◆ WHAT TO WORK ON
In your answer, give each entry again exactly as it appears.

[Stored data entries]

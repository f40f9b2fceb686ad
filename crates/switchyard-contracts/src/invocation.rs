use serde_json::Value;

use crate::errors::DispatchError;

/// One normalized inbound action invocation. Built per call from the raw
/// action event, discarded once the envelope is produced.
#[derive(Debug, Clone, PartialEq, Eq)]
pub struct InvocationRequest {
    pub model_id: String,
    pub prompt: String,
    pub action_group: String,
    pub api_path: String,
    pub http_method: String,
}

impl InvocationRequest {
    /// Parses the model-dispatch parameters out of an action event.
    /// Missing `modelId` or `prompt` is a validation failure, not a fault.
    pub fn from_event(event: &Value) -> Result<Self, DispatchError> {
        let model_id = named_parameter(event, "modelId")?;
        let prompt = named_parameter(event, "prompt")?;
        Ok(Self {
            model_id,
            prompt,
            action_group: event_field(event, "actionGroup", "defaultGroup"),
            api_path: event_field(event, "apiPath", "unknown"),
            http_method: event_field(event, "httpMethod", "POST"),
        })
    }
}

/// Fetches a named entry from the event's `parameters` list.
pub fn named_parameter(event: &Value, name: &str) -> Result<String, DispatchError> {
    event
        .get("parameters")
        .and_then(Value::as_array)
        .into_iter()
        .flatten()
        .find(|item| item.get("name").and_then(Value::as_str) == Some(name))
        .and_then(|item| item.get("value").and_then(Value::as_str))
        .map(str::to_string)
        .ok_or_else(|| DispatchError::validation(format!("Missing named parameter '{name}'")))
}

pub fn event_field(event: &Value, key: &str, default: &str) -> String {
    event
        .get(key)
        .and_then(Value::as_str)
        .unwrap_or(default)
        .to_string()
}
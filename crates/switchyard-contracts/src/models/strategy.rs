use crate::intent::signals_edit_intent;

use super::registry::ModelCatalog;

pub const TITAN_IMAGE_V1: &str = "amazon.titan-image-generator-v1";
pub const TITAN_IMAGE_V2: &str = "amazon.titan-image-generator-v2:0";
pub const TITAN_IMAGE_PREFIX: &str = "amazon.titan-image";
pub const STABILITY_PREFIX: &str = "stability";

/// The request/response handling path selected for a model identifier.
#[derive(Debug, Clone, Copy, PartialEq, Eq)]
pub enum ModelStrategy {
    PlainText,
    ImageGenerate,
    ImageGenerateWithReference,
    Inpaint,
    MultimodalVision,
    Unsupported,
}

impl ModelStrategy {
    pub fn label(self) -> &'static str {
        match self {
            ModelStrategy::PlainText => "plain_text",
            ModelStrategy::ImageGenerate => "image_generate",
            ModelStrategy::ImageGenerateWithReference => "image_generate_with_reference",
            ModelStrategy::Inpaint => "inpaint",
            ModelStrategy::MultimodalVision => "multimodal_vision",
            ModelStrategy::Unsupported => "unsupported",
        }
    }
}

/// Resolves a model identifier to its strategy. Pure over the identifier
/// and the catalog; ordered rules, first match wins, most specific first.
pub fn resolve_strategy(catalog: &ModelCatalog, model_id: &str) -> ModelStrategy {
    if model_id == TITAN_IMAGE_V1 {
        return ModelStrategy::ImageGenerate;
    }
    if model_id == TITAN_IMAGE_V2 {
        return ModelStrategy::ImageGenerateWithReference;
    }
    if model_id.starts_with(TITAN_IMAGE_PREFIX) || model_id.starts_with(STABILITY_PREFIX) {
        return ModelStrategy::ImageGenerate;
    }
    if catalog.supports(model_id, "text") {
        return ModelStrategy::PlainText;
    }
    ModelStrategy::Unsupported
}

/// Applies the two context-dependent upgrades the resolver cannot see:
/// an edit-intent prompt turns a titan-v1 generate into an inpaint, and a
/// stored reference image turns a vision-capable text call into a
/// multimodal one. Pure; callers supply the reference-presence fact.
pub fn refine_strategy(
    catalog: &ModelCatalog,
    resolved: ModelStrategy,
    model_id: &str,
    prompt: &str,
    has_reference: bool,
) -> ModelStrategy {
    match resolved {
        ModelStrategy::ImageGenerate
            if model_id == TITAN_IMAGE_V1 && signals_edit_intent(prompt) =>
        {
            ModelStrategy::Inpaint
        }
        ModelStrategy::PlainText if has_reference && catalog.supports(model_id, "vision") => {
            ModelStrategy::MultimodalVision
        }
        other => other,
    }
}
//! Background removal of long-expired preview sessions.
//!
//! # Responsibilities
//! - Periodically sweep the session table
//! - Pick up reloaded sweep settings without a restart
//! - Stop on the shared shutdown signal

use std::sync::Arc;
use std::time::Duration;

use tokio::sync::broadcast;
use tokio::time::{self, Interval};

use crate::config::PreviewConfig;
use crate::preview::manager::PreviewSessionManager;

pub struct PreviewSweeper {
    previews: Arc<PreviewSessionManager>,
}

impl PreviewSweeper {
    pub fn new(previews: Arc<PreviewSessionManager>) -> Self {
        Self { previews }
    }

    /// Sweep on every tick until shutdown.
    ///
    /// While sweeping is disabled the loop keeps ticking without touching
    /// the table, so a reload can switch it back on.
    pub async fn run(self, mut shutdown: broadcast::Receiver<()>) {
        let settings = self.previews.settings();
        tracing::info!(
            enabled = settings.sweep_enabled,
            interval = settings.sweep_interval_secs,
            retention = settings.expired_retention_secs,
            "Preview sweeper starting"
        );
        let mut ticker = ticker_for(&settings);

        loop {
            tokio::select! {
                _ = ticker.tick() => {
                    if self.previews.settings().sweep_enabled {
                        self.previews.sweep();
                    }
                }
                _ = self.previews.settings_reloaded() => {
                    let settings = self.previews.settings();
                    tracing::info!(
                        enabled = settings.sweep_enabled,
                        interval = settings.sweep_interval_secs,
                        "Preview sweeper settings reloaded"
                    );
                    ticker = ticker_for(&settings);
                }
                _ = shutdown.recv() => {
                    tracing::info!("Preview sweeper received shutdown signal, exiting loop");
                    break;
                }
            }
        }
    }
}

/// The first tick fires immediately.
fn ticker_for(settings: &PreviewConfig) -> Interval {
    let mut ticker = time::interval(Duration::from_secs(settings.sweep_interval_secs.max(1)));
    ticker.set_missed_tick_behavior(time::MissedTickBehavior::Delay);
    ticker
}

◆ TASK OUTPUT
repository f40f9b2fceb686ad
filename crates/switchyard-contracts/src/invocation.rs
use serde_json::Value;

use crate::errors::DispatchError;

/// One normalized inbound action invocation. Built per call from the raw
/// action event, discarded once the envelope is produced.
#[derive(Debug, Clone, PartialEq, Eq)]
pub struct InvocationRequest {
    pub model_id: String,
    pub prompt: String,
    pub action_group: String,
    pub api_path: String,
    pub http_method: String,
}

impl InvocationRequest {
    /// Parses the model-dispatch parameters out of an action event.
    /// Missing `modelId` or `prompt` is a validation failure, not a fault.
    pub fn from_event(event: &Value) -> Result<Self, DispatchError> {
        let model_id = named_parameter(event, "modelId")?;
        let prompt = named_parameter(event, "prompt")?;
        Ok(Self {
            model_id,
            prompt,
            action_group: event_field(event, "actionGroup", "defaultGroup"),
            api_path: event_field(event, "apiPath", "unknown"),
            http_method: event_field(event, "httpMethod", "POST"),
        })
    }
}

/// Fetches a named entry from the event's `parameters` list.
pub fn named_parameter(event: &Value, name: &str) -> Result<String, DispatchError> {
    event
        .get("parameters")
        .and_then(Value::as_array)
        .into_iter()
        .flatten()
        .find(|item| item.get("name").and_then(Value::as_str) == Some(name))
        .and_then(|item| item.get("value").and_then(Value::as_str))
        .map(str::to_string)
        .ok_or_else(|| DispatchError::validation(format!("Missing named parameter '{name}'")))
}

pub fn event_field(event: &Value, key: &str, default: &str) -> String {
    event
        .get(key)
        .and_then(Value::as_str)
        .unwrap_or(default)
        .to_string()
}
filename crates/switchyard-contracts/src/models/strategy.rs
use crate::intent::signals_edit_intent;

use super::registry::ModelCatalog;

pub const TITAN_IMAGE_V1: &str = "amazon.titan-image-generator-v1";
pub const TITAN_IMAGE_V2: &str = "amazon.titan-image-generator-v2:0";
pub const TITAN_IMAGE_PREFIX: &str = "amazon.titan-image";
pub const STABILITY_PREFIX: &str = "stability";

/// The request/response handling path selected for a model identifier.
#[derive(Debug, Clone, Copy, PartialEq, Eq)]
pub enum ModelStrategy {
    PlainText,
    ImageGenerate,
    ImageGenerateWithReference,
    Inpaint,
    MultimodalVision,
    Unsupported,
}

impl ModelStrategy {
    pub fn label(self) -> &'static str {
        match self {
            ModelStrategy::PlainText => "plain_text",
            ModelStrategy::ImageGenerate => "image_generate",
            ModelStrategy::ImageGenerateWithReference => "image_generate_with_reference",
            ModelStrategy::Inpaint => "inpaint",
            ModelStrategy::MultimodalVision => "multimodal_vision",
            ModelStrategy::Unsupported => "unsupported",
        }
    }
}

/// Resolves a model identifier to its strategy. Pure over the identifier
/// and the catalog; ordered rules, first match wins, most specific first.
pub fn resolve_strategy(catalog: &ModelCatalog, model_id: &str) -> ModelStrategy {
    if model_id == TITAN_IMAGE_V1 {
        return ModelStrategy::ImageGenerate;
    }
    if model_id == TITAN_IMAGE_V2 {
        return ModelStrategy::ImageGenerateWithReference;
    }
    if model_id.starts_with(TITAN_IMAGE_PREFIX) || model_id.starts_with(STABILITY_PREFIX) {
        return ModelStrategy::ImageGenerate;
    }
    if catalog.supports(model_id, "text") {
        return ModelStrategy::PlainText;
    }
    ModelStrategy::Unsupported
}

/// Applies the two context-dependent upgrades the resolver cannot see:
/// an edit-intent prompt turns a titan-v1 generate into an inpaint, and a
/// stored reference image turns a vision-capable text call into a
/// multimodal one. Pure; callers supply the reference-presence fact.
pub fn refine_strategy(
    catalog: &ModelCatalog,
    resolved: ModelStrategy,
    model_id: &str,
    prompt: &str,
    has_reference: bool,
) -> ModelStrategy {
    match resolved {
        ModelStrategy::ImageGenerate
            if model_id == TITAN_IMAGE_V1 && signals_edit_intent(prompt) =>
        {
            ModelStrategy::Inpaint
        }
        ModelStrategy::PlainText if has_reference && catalog.supports(model_id, "vision") => {
            ModelStrategy::MultimodalVision
        }
        other => other,
    }
}
//! Background removal of long-expired preview sessions.
//!
//! # Responsibilities
//! - Periodically sweep the session table
//! - Pick up reloaded sweep settings without a restart
//! - Stop on the shared shutdown signal

use std::sync::Arc;
use std::time::Duration;

use tokio::sync::broadcast;
use tokio::time::{self, Interval};

use crate::config::PreviewConfig;
use crate::preview::manager::PreviewSessionManager;

pub struct PreviewSweeper {
    previews: Arc<PreviewSessionManager>,
}

impl PreviewSweeper {
    pub fn new(previews: Arc<PreviewSessionManager>) -> Self {
        Self { previews }
    }

    /// Sweep on every tick until shutdown.
    ///
    /// While sweeping is disabled the loop keeps ticking without touching
    /// the table, so a reload can switch it back on.
    pub async fn run(self, mut shutdown: broadcast::Receiver<()>) {
        let settings = self.previews.settings();
        tracing::info!(
            enabled = settings.sweep_enabled,
            interval = settings.sweep_interval_secs,
            retention = settings.expired_retention_secs,
            "Preview sweeper starting"
        );
        let mut ticker = ticker_for(&settings);

        loop {
            tokio::select! {
                _ = ticker.tick() => {
                    if self.previews.settings().sweep_enabled {
                        self.previews.sweep();
                    }
                }
                _ = self.previews.settings_reloaded() => {
                    let settings = self.previews.settings();
                    tracing::info!(
                        enabled = settings.sweep_enabled,
                        interval = settings.sweep_interval_secs,
                        "Preview sweeper settings reloaded"
                    );
                    ticker = ticker_for(&settings);
                }
                _ = shutdown.recv() => {
                    tracing::info!("Preview sweeper received shutdown signal, exiting loop");
                    break;
                }
            }
        }
    }
}

/// The first tick fires immediately.
fn ticker_for(settings: &PreviewConfig) -> Interval {
    let mut ticker = time::interval(Duration::from_secs(settings.sweep_interval_secs.max(1)));
    ticker.set_missed_tick_behavior(time::MissedTickBehavior::Delay);
    ticker
}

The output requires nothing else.